Der Medizinchemiker Markus Muttenthaler von der Fakultät für Chemie der Uni Wien bekam 2017 einen hochdotierten „Starting Grant“ des ERC, um neue therapeutische Ansätze gegen Erkrankungen des Verdauungstrakts zu erforschen. Unter anderem widmet er sich dabei dem therapeutischen Potenzial des Rezeptors für Oxytocin. Im Zuge dieses Projekts fanden die Forscher heraus, dass es zur Schmerzunterdrückung im Darm kommt, wenn sie die dort befindlichen Oxytocin-Rezeptoren aktivieren.
„Derzeit werden zur Behandlung der von chronischen Magen-Darm-Erkrankungen ausgehenden Schmerzen Opiate verwendet. Diese verschlimmern allerdings die Erkrankungen oftmals und können zur Abhängigkeit führen“, erklärte Muttenthaler gegenüber der APA. Der Oxytocin-Rezeptor sei daher von großer Bedeutung, da er opiatunabhängig funktioniere und lokal im Darm aktiviert werden kann.
Stabilere Version von Oxytocin produziert
Oxytocin zählt zur Klasse der Peptidhormone, die generell zu labil sind für die Entwicklung von oral verfügbaren Medikamenten. Denn es wird im Magen-Darm-Trakt sehr schnell verdaut. Den Forschern ist es gelungen, eine viel stabilere Version herzustellen, was eine orale Verabreichung ermöglicht.
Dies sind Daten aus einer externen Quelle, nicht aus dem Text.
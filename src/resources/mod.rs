//! Resource model
//!
//! Typed in-memory records for the declarative resources the compiler
//! understands. A [`Resource`] is the raw record (identity, labels and a
//! semi-structured spec); [`Resource::typed`] decodes and validates the spec
//! into one of the kind-specific structs.
//!
//! ## Module Organization
//!
//! - `manifest`: multi-document YAML decoding into a [`ResourceSet`]
//! - `mapping`, `host`, `tls_context`, `module`, `ratelimit_service`: typed specs
//! - `cors`: the CORS block shared by Mapping and Module

pub mod cors;
pub mod host;
pub mod manifest;
pub mod mapping;
pub mod module;
pub mod ratelimit_service;
pub mod tls_context;

pub use cors::{CorsSpec, StringOrList};
pub use host::{
    ContextRef, HostSpec, InlineTls, InsecureAction, InsecurePolicySpec, LabelSelector,
    RequestPolicy, SecretRef,
};
pub use mapping::{AddHeaderSpec, MappingSpec, RateLimitLabelSpec};
pub use module::{ModuleConfig, ModuleSpec, GLOBAL_MODULE_NAME};
pub use manifest::parse_manifests;
pub use ratelimit_service::{RateLimitServiceSpec, DEFAULT_RATELIMIT_DOMAIN};
pub use tls_context::{TlsContextSpec, TlsVersion};

use crate::errors::{Error, Result};
use serde::de::DeserializeOwned;
use serde::{Deserialize, Serialize};
use serde_json::Value;
use std::collections::BTreeMap;
use std::fmt;
use std::str::FromStr;

/// Namespace assumed when a resource does not declare one
pub const DEFAULT_NAMESPACE: &str = "default";

/// `ambassador_id` assumed when a resource does not declare one
pub const DEFAULT_AMBASSADOR_ID: &str = "default";

/// Resource kinds recognized by the compiler
#[derive(Debug, Clone, Copy, PartialEq, Eq, Hash, PartialOrd, Ord, Serialize, Deserialize)]
pub enum ResourceKind {
    Mapping,
    Host,
    #[serde(rename = "TLSContext")]
    TlsContext,
    Module,
    RateLimitService,
}

impl ResourceKind {
    pub fn as_str(&self) -> &'static str {
        match self {
            ResourceKind::Mapping => "Mapping",
            ResourceKind::Host => "Host",
            ResourceKind::TlsContext => "TLSContext",
            ResourceKind::Module => "Module",
            ResourceKind::RateLimitService => "RateLimitService",
        }
    }
}

impl fmt::Display for ResourceKind {
    fn fmt(&self, f: &mut fmt::Formatter<'_>) -> fmt::Result {
        f.write_str(self.as_str())
    }
}

impl FromStr for ResourceKind {
    type Err = Error;

    fn from_str(s: &str) -> Result<Self> {
        match s {
            "Mapping" => Ok(ResourceKind::Mapping),
            "Host" => Ok(ResourceKind::Host),
            "TLSContext" => Ok(ResourceKind::TlsContext),
            "Module" => Ok(ResourceKind::Module),
            "RateLimitService" => Ok(ResourceKind::RateLimitService),
            other => Err(Error::validation_field(format!("Unknown resource kind '{}'", other), "kind")),
        }
    }
}

/// Identity and labels of a resource
#[derive(Debug, Clone, PartialEq, Eq, Serialize, Deserialize)]
pub struct ResourceMeta {
    pub kind: ResourceKind,
    pub name: String,
    pub namespace: String,
    #[serde(default)]
    pub labels: BTreeMap<String, String>,
}

impl ResourceMeta {
    pub fn new<N: Into<String>, S: Into<String>>(kind: ResourceKind, namespace: S, name: N) -> Self {
        Self { kind, name: name.into(), namespace: namespace.into(), labels: BTreeMap::new() }
    }

    /// Resource key, `name.namespace`
    pub fn rkey(&self) -> String {
        format!("{}.{}", self.name, self.namespace)
    }
}

/// One raw resource record
#[derive(Debug, Clone, PartialEq, Serialize, Deserialize)]
pub struct Resource {
    pub meta: ResourceMeta,
    pub spec: Value,
}

/// A resource spec decoded into its kind-specific form
#[derive(Debug, Clone)]
pub enum TypedResource {
    Mapping(MappingSpec),
    Host(HostSpec),
    TlsContext(TlsContextSpec),
    Module(ModuleSpec),
    RateLimitService(RateLimitServiceSpec),
}

impl Resource {
    pub fn new<S: Into<String>, N: Into<String>>(
        kind: ResourceKind,
        namespace: S,
        name: N,
        spec: Value,
    ) -> Self {
        Self { meta: ResourceMeta::new(kind, namespace, name), spec }
    }

    pub fn with_labels<I, K, V>(mut self, labels: I) -> Self
    where
        I: IntoIterator<Item = (K, V)>,
        K: Into<String>,
        V: Into<String>,
    {
        self.meta.labels = labels.into_iter().map(|(k, v)| (k.into(), v.into())).collect();
        self
    }

    pub fn kind(&self) -> ResourceKind {
        self.meta.kind
    }

    pub fn rkey(&self) -> String {
        self.meta.rkey()
    }

    /// The `ambassador_id` values this resource is scoped to
    pub fn ambassador_ids(&self) -> Vec<String> {
        match self.spec.get("ambassador_id") {
            Some(Value::String(id)) => vec![id.clone()],
            Some(Value::Array(ids)) => {
                ids.iter().filter_map(|id| id.as_str().map(str::to_string)).collect()
            }
            _ => vec![DEFAULT_AMBASSADOR_ID.to_string()],
        }
    }

    /// Deserialize the spec into `T`, reporting failures against this resource
    pub fn decode<T: DeserializeOwned>(&self) -> Result<T> {
        serde_json::from_value(self.spec.clone()).map_err(|err| self.invalid(err.to_string()))
    }

    /// Decode and validate the spec according to the resource kind
    pub fn typed(&self) -> Result<TypedResource> {
        let typed = match self.meta.kind {
            ResourceKind::Mapping => {
                let spec: MappingSpec = self.decode()?;
                spec.check().map_err(|err| self.invalid(err.to_string()))?;
                TypedResource::Mapping(spec)
            }
            ResourceKind::Host => {
                let spec: HostSpec = self.decode()?;
                spec.check().map_err(|err| self.invalid(err.to_string()))?;
                TypedResource::Host(spec)
            }
            ResourceKind::TlsContext => {
                let spec: TlsContextSpec = self.decode()?;
                spec.check().map_err(|err| self.invalid(err.to_string()))?;
                TypedResource::TlsContext(spec)
            }
            ResourceKind::Module => TypedResource::Module(self.decode()?),
            ResourceKind::RateLimitService => {
                let spec: RateLimitServiceSpec = self.decode()?;
                spec.check().map_err(|err| self.invalid(err.to_string()))?;
                TypedResource::RateLimitService(spec)
            }
        };

        Ok(typed)
    }

    fn invalid<M: Into<String>>(&self, message: M) -> Error {
        Error::invalid_resource(self.meta.kind.as_str(), self.rkey(), message)
    }
}

/// An ordered, fully materialized snapshot of resources
#[derive(Debug, Clone, Default, PartialEq)]
pub struct ResourceSet {
    resources: Vec<Resource>,
}

impl ResourceSet {
    pub fn new() -> Self {
        Self::default()
    }

    pub fn push(&mut self, resource: Resource) {
        self.resources.push(resource);
    }

    pub fn iter(&self) -> impl Iterator<Item = &Resource> {
        self.resources.iter()
    }

    pub fn of_kind(&self, kind: ResourceKind) -> impl Iterator<Item = &Resource> {
        self.resources.iter().filter(move |r| r.meta.kind == kind)
    }

    pub fn len(&self) -> usize {
        self.resources.len()
    }

    pub fn is_empty(&self) -> bool {
        self.resources.is_empty()
    }
}

impl FromIterator<Resource> for ResourceSet {
    fn from_iter<I: IntoIterator<Item = Resource>>(iter: I) -> Self {
        Self { resources: iter.into_iter().collect() }
    }
}

impl Extend<Resource> for ResourceSet {
    fn extend<I: IntoIterator<Item = Resource>>(&mut self, iter: I) {
        self.resources.extend(iter);
    }
}

#[cfg(test)]
mod tests {
    use super::*;
    use serde_json::json;

    #[test]
    fn test_kind_round_trip_names() {
        for kind in [
            ResourceKind::Mapping,
            ResourceKind::Host,
            ResourceKind::TlsContext,
            ResourceKind::Module,
            ResourceKind::RateLimitService,
        ] {
            assert_eq!(kind.as_str().parse::<ResourceKind>().unwrap(), kind);
        }
        assert!("Secret".parse::<ResourceKind>().is_err());
    }

    #[test]
    fn test_ambassador_ids() {
        let scalar = Resource::new(
            ResourceKind::Mapping,
            "default",
            "a",
            json!({"ambassador_id": "edge", "prefix": "/", "service": "a"}),
        );
        assert_eq!(scalar.ambassador_ids(), vec!["edge".to_string()]);

        let list = Resource::new(
            ResourceKind::Mapping,
            "default",
            "b",
            json!({"ambassador_id": ["edge", "internal"], "prefix": "/", "service": "b"}),
        );
        assert_eq!(list.ambassador_ids().len(), 2);

        let implicit =
            Resource::new(ResourceKind::Mapping, "default", "c", json!({"prefix": "/", "service": "c"}));
        assert_eq!(implicit.ambassador_ids(), vec![DEFAULT_AMBASSADOR_ID.to_string()]);
    }

    #[test]
    fn test_typed_rejects_malformed_mapping() {
        let resource =
            Resource::new(ResourceKind::Mapping, "default", "broken", json!({"prefix": "/x/"}));
        let err = resource.typed().expect_err("service is required");
        assert!(matches!(err, Error::InvalidResource { .. }));
        assert!(err.to_string().contains("broken.default"));
    }

    #[test]
    fn test_of_kind_preserves_order() {
        let set: ResourceSet = vec![
            Resource::new(ResourceKind::Mapping, "default", "one", json!({})),
            Resource::new(ResourceKind::Host, "default", "h", json!({})),
            Resource::new(ResourceKind::Mapping, "default", "two", json!({})),
        ]
        .into_iter()
        .collect();

        let names: Vec<_> =
            set.of_kind(ResourceKind::Mapping).map(|r| r.meta.name.as_str()).collect();
        assert_eq!(names, vec!["one", "two"]);
        assert_eq!(set.len(), 3);
    }
}
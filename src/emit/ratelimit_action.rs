//! Rate-limit action lists
//!
//! Each rate-limit label entry becomes one ordered action list. Lists always
//! open with the fixed `source_cluster`, `destination_cluster`,
//! `remote_address` triple; a list made of nothing else buckets every request
//! identically and is treated as absent.

use crate::resources::RateLimitLabelSpec;
use serde::{Deserialize, Serialize};

/// One bucketing clause of a rate-limit descriptor
#[derive(Debug, Clone, PartialEq, Eq, Hash, Serialize, Deserialize)]
#[serde(rename_all = "snake_case")]
pub enum RateLimitAction {
    SourceCluster,
    DestinationCluster,
    RemoteAddress,
    GenericKey { descriptor_value: String },
    RequestHeaders { header_name: String, descriptor_key: String },
}

impl RateLimitAction {
    pub const FIXED: [RateLimitAction; 3] = [
        RateLimitAction::SourceCluster,
        RateLimitAction::DestinationCluster,
        RateLimitAction::RemoteAddress,
    ];

    pub fn is_fixed(&self) -> bool {
        matches!(
            self,
            RateLimitAction::SourceCluster
                | RateLimitAction::DestinationCluster
                | RateLimitAction::RemoteAddress
        )
    }

    /// Action type name shared by both output versions
    pub fn type_name(&self) -> &'static str {
        match self {
            RateLimitAction::SourceCluster => "source_cluster",
            RateLimitAction::DestinationCluster => "destination_cluster",
            RateLimitAction::RemoteAddress => "remote_address",
            RateLimitAction::GenericKey { .. } => "generic_key",
            RateLimitAction::RequestHeaders { .. } => "request_headers",
        }
    }
}

/// An ordered action list plus whether it is usable
#[derive(Debug, Clone, PartialEq, Eq, Hash, Serialize, Deserialize)]
pub struct ActionList {
    pub actions: Vec<RateLimitAction>,
    pub valid: bool,
}

/// Build the action list for one label entry
pub fn build(label: &RateLimitLabelSpec) -> ActionList {
    let mut actions = RateLimitAction::FIXED.to_vec();

    if let Some(descriptor) = label.descriptor.as_deref().filter(|d| !d.is_empty()) {
        actions.push(RateLimitAction::GenericKey { descriptor_value: descriptor.to_string() });
    }

    actions.extend(label.headers.iter().map(|header| RateLimitAction::RequestHeaders {
        header_name: header.clone(),
        descriptor_key: header.clone(),
    }));

    let valid = actions.iter().any(|action| !action.is_fixed());
    ActionList { actions, valid }
}

/// Action lists for every usable label entry, in label order
pub fn build_all(labels: &[RateLimitLabelSpec]) -> Vec<Vec<RateLimitAction>> {
    labels.iter().map(build).filter(|list| list.valid).map(|list| list.actions).collect()
}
Peptide sind auch zu groß, um die Magen-Darm-Wand zu überwinden und in den Blutkreislauf zu kommen. „Diese neue Wirkstoffklasse wirkt deshalb nur lokal im Darm, also dort, wo der Schmerz entsteht, ohne unerwünschte Nebeneffekte“, so Muttenthaler.
Muttenthaler hat nun einen mit 150.000 Euro dotierten „Proof-of-Concept“-Grant des ERC erhalten, mit dem er „diese neue Wirkstoffklasse optimieren und präklinisch untersuchen“ will. Es handelt sich bereits um den zweiten „Proof-of-Concept“-Grant für den Medizinchemiker. Er bekam bereits 2020 einen solchen Förderpreis, um ein Verfahren zur Markierung von Aminosäuren mittels Isotopen weiterzuentwickeln. Und nun erhielt er Predrag Kalaba aus Muttenthalers Forschungsgruppe ein FFG Spin-off Fellowship für die effiziente Herstellung solch isotopenmarkierter Aminosäuren. Sie sollen es ermöglichen, mit modernen Analysetechniken wie Kernspinresonanzspektroskopie ihre Bewegung, Interaktion und ihren Stoffwechsel in biologischen Umgebungen, einschließlich Tieren und Menschen, zu verfolgen. Dies ist in der Arzneimittelentwicklung wichtig.